Talbot began producing documentaries for the critically acclaimed PBS series, "Frontline," in 1992 with his film on the Bush-Clinton presidential race, "The Best Campaign Money Can Buy," which won a DuPont Award. Both films won George Foster Peabody Awards and established Talbot as someone who could do both investigative reporting and arts films. He had early success with two documentaries that set the tone for his career: "Broken Arrow" (1980) an investigation of nuclear weapons accidents, and "The Case of Dashiell Hammett" (1982), a biography of the mystery writer. He began as a producer and on-air reporter for KQED, the public television station in San Francisco.
Gilbert on leave it to beaver tv#
“He was at peace, but just not kind of doing much,” said Hallman, adding, however, that Fafara remained upbeat.Īmong Fafara’s survivors are a daughter and a grandchild.Born in Hollywood in 1949, the son of actor Lyle Talbot, Stephen Talbot became a child actor, appearing as Beaver's friend, Gilbert, in more than 50 episodes of the iconic baby boomer series "Leave It To Beaver." He also appeared in many TV shows of the late '50s and early '60s, including "Perry Mason," "Lassie," "The Twilight Zone," "Wanted: Dead of Alive" and "The Lucy Show."Īs an adult, Talbot turned to reporting and documentary filmmaking. Hallman said Friday that Fafara couldn’t work without losing his disability check. If I fail, I’ll have to set up shop on the street.” I’ve been to all kinds of clean-and-sober houses. “I want to see it every time I leave here and lock the door. When Hallman met him last year, Fafara was short and stocky, with slicked-back gray hair and a weathered face.Īs the two men walked up to Fafara’s room, Fafara stopped at the door, where a piece of paper inside a metal frame bore the words “Last Chance.” When he told street people he had once been Whitey on “Leave It to Beaver,” many didn’t believe the nearly toothless man who weighed less than 130 pounds.īut in 1995, he entered a detox center, then graduated to a clean-and-sober house for alcoholics and addicts. He moved to Portland with a girlfriend, lived in a motel room and shot up heroin. He was caught committing another burglary, convicted and sentenced to a year in jail.Īfter his release, he worked variously as a roofer, a waiter and a janitor before he began dealing drugs again. After his seventh robbery he was arrested and bailed out of jail by his parents.

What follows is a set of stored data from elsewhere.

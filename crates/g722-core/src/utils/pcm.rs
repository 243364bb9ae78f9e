//! Little-endian PCM byte conversion

use bytes::{Buf, BufMut, Bytes, BytesMut};

use super::validation::validate_pcm_bytes;
use crate::error::Result;

/// Convert little-endian 16-bit PCM bytes to samples
///
/// # Errors
///
/// Returns an invalid format error if `pcm` has an odd length.
pub fn pcm_from_le_bytes(mut pcm: &[u8]) -> Result<Vec<i16>> {
    validate_pcm_bytes(pcm)?;

    let mut samples = Vec::with_capacity(pcm.len() / 2);
    while pcm.has_remaining() {
        samples.push(pcm.get_i16_le());
    }

    Ok(samples)
}

/// Convert samples to little-endian 16-bit PCM bytes
pub fn pcm_to_le_bytes(samples: &[i16]) -> Bytes {
    let mut buf = BytesMut::with_capacity(samples.len() * 2);
    for &sample in samples {
        buf.put_i16_le(sample);
    }
    buf.freeze()
}
//! Input validation utilities for codec operations

use crate::error::{CodecError, Result};

/// Validate a little-endian 16-bit PCM byte buffer
///
/// Every sample occupies two bytes, so an odd length means the buffer was
/// cut in the middle of a sample.
pub fn validate_pcm_bytes(pcm: &[u8]) -> Result<()> {
    if pcm.len() % 2 != 0 {
        return Err(CodecError::invalid_format(format!(
            "PCM byte length {} is not a whole number of 16-bit samples",
            pcm.len()
        )));
    }

    Ok(())
}

/// Validate that an output buffer can hold `needed` elements
pub fn validate_output_capacity(needed: usize, actual: usize) -> Result<()> {
    if actual < needed {
        return Err(CodecError::BufferTooSmall { needed, actual });
    }

    Ok(())
}
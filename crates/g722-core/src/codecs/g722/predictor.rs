//! G.722 Adaptive Predictor ("block 4")
//!
//! Shared by both sub-bands and both directions. Given the dequantized
//! difference for the current sample, it reconstructs the signal, adapts the
//! pole and zero predictor coefficients, shifts the history registers and
//! computes the prediction for the next sample.

use super::math::{saturate, sign};
use super::state::Band;

/// Run one predictor update for `band` with dequantized difference `d`
pub fn block4(band: &mut Band, d: i32) {
    recons(band, d);
    uppol2(band);
    uppol1(band);
    upzero(band, d);
    delaya(band);
    band.sp = filtep(band);
    band.sz = filtez(band);
    band.s = saturate(band.sp + band.sz);
}

/// RECONS and PARREC: reconstructed and partially reconstructed signal
fn recons(band: &mut Band, d: i32) {
    band.d[0] = d;
    band.r[0] = saturate(band.s + d);
    band.p[0] = saturate(band.sz + d);
}

/// UPPOL2: second pole coefficient
pub(crate) fn uppol2(band: &mut Band) {
    for i in 0..3 {
        band.sg[i] = sign(band.p[i]);
    }

    let wd1 = saturate(band.a[1] << 2);
    let mut wd2 = if band.sg[0] == band.sg[1] { -wd1 } else { wd1 };
    if wd2 > 32767 {
        wd2 = 32767;
    }

    let mut wd3 = if band.sg[0] == band.sg[2] { 128 } else { -128 };
    wd3 += wd2 >> 7;
    wd3 += (band.a[2] * 32512) >> 15;

    band.ap[2] = wd3.clamp(-12288, 12288);
}

/// UPPOL1: first pole coefficient, limited by the second for stability
pub(crate) fn uppol1(band: &mut Band) {
    band.sg[0] = sign(band.p[0]);
    band.sg[1] = sign(band.p[1]);

    let wd1 = if band.sg[0] == band.sg[1] { 192 } else { -192 };
    let wd2 = (band.a[1] * 32640) >> 15;
    band.ap[1] = saturate(wd1 + wd2);

    let limit = saturate(15360 - band.ap[2]);
    band.ap[1] = band.ap[1].clamp(-limit, limit);
}

/// UPZERO: sign-sign adaptation of the six zero coefficients
pub(crate) fn upzero(band: &mut Band, d: i32) {
    let step = if d == 0 { 0 } else { 128 };
    band.sg[0] = sign(d);

    for i in 1..7 {
        band.sg[i] = sign(band.d[i]);
        let wd2 = if band.sg[i] == band.sg[0] { step } else { -step };
        let wd3 = (band.b[i] * 32640) >> 15;
        band.bp[i] = saturate(wd2 + wd3);
    }
}

/// DELAYA: shift the history registers and commit the new coefficients
pub(crate) fn delaya(band: &mut Band) {
    for i in (1..7).rev() {
        band.d[i] = band.d[i - 1];
        band.b[i] = band.bp[i];
    }

    for i in (1..3).rev() {
        band.r[i] = band.r[i - 1];
        band.p[i] = band.p[i - 1];
        band.a[i] = band.ap[i];
    }
}

/// FILTEP: pole section output
pub(crate) fn filtep(band: &Band) -> i32 {
    let wd1 = saturate(band.r[1] + band.r[1]);
    let wd1 = (band.a[1] * wd1) >> 15;
    let wd2 = saturate(band.r[2] + band.r[2]);
    let wd2 = (band.a[2] * wd2) >> 15;
    saturate(wd1 + wd2)
}

/// FILTEZ: zero section output
pub(crate) fn filtez(band: &Band) -> i32 {
    let sz = (1..7)
        .rev()
        .map(|i| (band.b[i] * saturate(band.d[i] + band.d[i])) >> 15)
        .sum();
    saturate(sz)
}
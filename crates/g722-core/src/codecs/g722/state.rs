//! G.722 State Management
//!
//! Per-sub-band adaptive state. Every coder owns two of these: index 0 for
//! the low band and index 1 for the high band.

use super::tables::{DET_INIT_HIGH, DET_INIT_LOW};

/// Index of the low band in a coder's band array
pub const LOW_BAND: usize = 0;

/// Index of the high band in a coder's band array
pub const HIGH_BAND: usize = 1;

/// Adaptive predictor and quantizer state for one sub-band
///
/// History arrays are shift registers: index 0 holds the value computed for
/// the current sample, higher indices hold progressively older values.
/// All stored signal values are kept within the signed 16-bit range.
#[derive(Debug, Clone, PartialEq, Eq, Default)]
pub struct Band {
    /// Predicted signal
    pub s: i32,
    /// Pole section of the prediction
    pub sp: i32,
    /// Zero section of the prediction
    pub sz: i32,
    /// Reconstructed signal history
    pub r: [i32; 3],
    /// Pole predictor coefficients
    pub a: [i32; 3],
    /// Pole predictor coefficients for the next sample
    pub ap: [i32; 3],
    /// Partially reconstructed signal history
    pub p: [i32; 3],
    /// Dequantized difference history
    pub d: [i32; 7],
    /// Zero predictor coefficients
    pub b: [i32; 7],
    /// Zero predictor coefficients for the next sample
    pub bp: [i32; 7],
    /// Sign scratch for the coefficient updates, only meaningful inside
    /// one predictor update
    pub(crate) sg: [i32; 7],
    /// Logarithmic scale factor
    pub nb: i32,
    /// Quantizer step size, derived from `nb`
    pub det: i32,
}

impl Band {
    /// Create the initial low-band state
    pub fn new_low_band() -> Self {
        Self {
            det: DET_INIT_LOW,
            ..Self::default()
        }
    }

    /// Create the initial high-band state
    pub fn new_high_band() -> Self {
        Self {
            det: DET_INIT_HIGH,
            ..Self::default()
        }
    }

    /// Create the initial pair of bands for a coder
    pub fn new_pair() -> [Self; 2] {
        [Self::new_low_band(), Self::new_high_band()]
    }
}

He married, but later divorced.īy the early ‘80s he was breaking into pharmacies.
Returning to Los Angeles at 22, he began dealing drugs. He started painting, but he continued to drink and use drugs. His parents sent him to live with his artist sister in Jamaica. I got all of them because I was Whitey,” he said.

He also started drinking daily and cashed in on his TV fame. He said he later lived briefly in a house with members of the rock band Paul Revere and the Raiders. After the series ended, Fafara went to North Hollywood High School.